◆ Task brief: Take each line from the material below that includes the string "HttpMethod" and copy it.

◆ Provided data:
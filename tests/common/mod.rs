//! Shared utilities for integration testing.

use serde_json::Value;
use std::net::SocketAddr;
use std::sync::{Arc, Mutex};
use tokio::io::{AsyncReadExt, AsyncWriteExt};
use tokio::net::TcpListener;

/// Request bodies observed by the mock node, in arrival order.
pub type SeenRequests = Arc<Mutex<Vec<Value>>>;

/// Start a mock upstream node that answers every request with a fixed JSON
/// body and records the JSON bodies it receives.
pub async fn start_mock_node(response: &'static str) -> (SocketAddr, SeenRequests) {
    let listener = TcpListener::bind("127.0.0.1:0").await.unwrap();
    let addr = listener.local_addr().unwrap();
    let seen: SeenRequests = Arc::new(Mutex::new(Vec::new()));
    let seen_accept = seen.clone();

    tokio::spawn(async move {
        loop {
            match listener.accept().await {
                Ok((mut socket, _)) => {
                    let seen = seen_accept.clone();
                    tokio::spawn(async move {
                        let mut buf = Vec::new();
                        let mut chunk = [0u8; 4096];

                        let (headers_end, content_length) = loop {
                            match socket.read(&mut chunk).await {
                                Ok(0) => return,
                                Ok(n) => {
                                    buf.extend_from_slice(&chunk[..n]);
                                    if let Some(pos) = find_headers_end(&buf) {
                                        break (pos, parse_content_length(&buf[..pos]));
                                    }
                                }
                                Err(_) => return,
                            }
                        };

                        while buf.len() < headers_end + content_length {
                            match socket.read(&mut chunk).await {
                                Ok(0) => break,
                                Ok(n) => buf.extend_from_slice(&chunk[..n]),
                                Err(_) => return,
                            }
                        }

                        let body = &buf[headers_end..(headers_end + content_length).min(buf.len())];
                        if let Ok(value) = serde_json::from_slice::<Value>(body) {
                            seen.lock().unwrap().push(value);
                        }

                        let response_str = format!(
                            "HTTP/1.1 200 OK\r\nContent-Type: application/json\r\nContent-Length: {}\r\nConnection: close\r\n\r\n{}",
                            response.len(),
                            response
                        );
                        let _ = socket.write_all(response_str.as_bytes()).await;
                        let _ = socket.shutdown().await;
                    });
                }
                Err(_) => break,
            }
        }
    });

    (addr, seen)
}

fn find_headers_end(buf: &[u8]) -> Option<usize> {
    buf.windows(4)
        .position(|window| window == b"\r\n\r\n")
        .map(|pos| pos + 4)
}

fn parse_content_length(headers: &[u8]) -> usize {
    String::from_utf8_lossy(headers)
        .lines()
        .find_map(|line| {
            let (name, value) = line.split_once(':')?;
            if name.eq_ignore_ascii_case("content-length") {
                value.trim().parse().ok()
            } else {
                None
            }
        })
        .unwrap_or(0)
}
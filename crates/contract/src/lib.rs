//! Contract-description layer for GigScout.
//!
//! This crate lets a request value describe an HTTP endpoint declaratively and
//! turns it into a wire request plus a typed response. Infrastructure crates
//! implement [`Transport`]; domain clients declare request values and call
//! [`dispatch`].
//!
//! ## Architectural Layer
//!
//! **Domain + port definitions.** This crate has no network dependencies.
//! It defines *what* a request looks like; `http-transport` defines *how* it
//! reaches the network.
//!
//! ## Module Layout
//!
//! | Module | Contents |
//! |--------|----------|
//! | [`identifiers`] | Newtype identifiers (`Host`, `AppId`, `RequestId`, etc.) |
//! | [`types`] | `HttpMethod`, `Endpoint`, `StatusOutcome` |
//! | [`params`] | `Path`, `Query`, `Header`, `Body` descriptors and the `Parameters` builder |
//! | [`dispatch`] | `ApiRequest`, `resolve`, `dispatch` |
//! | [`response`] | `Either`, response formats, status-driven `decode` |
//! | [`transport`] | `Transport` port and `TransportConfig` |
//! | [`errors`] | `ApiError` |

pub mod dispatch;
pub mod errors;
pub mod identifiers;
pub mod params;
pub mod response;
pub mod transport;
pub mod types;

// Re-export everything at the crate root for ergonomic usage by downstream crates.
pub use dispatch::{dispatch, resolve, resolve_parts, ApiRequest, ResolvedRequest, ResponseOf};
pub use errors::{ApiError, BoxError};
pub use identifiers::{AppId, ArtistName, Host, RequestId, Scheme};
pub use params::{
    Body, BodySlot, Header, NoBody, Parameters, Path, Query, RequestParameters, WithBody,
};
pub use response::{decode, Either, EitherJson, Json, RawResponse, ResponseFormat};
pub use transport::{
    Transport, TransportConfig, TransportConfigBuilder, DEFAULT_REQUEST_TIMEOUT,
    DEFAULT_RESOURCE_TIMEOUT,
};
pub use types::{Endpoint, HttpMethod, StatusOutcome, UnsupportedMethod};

◆ Expected output:
//! | [`types`] | `HttpMethod`, `Endpoint`, `StatusOutcome` |
pub use types::{Endpoint, HttpMethod, StatusOutcome, UnsupportedMethod};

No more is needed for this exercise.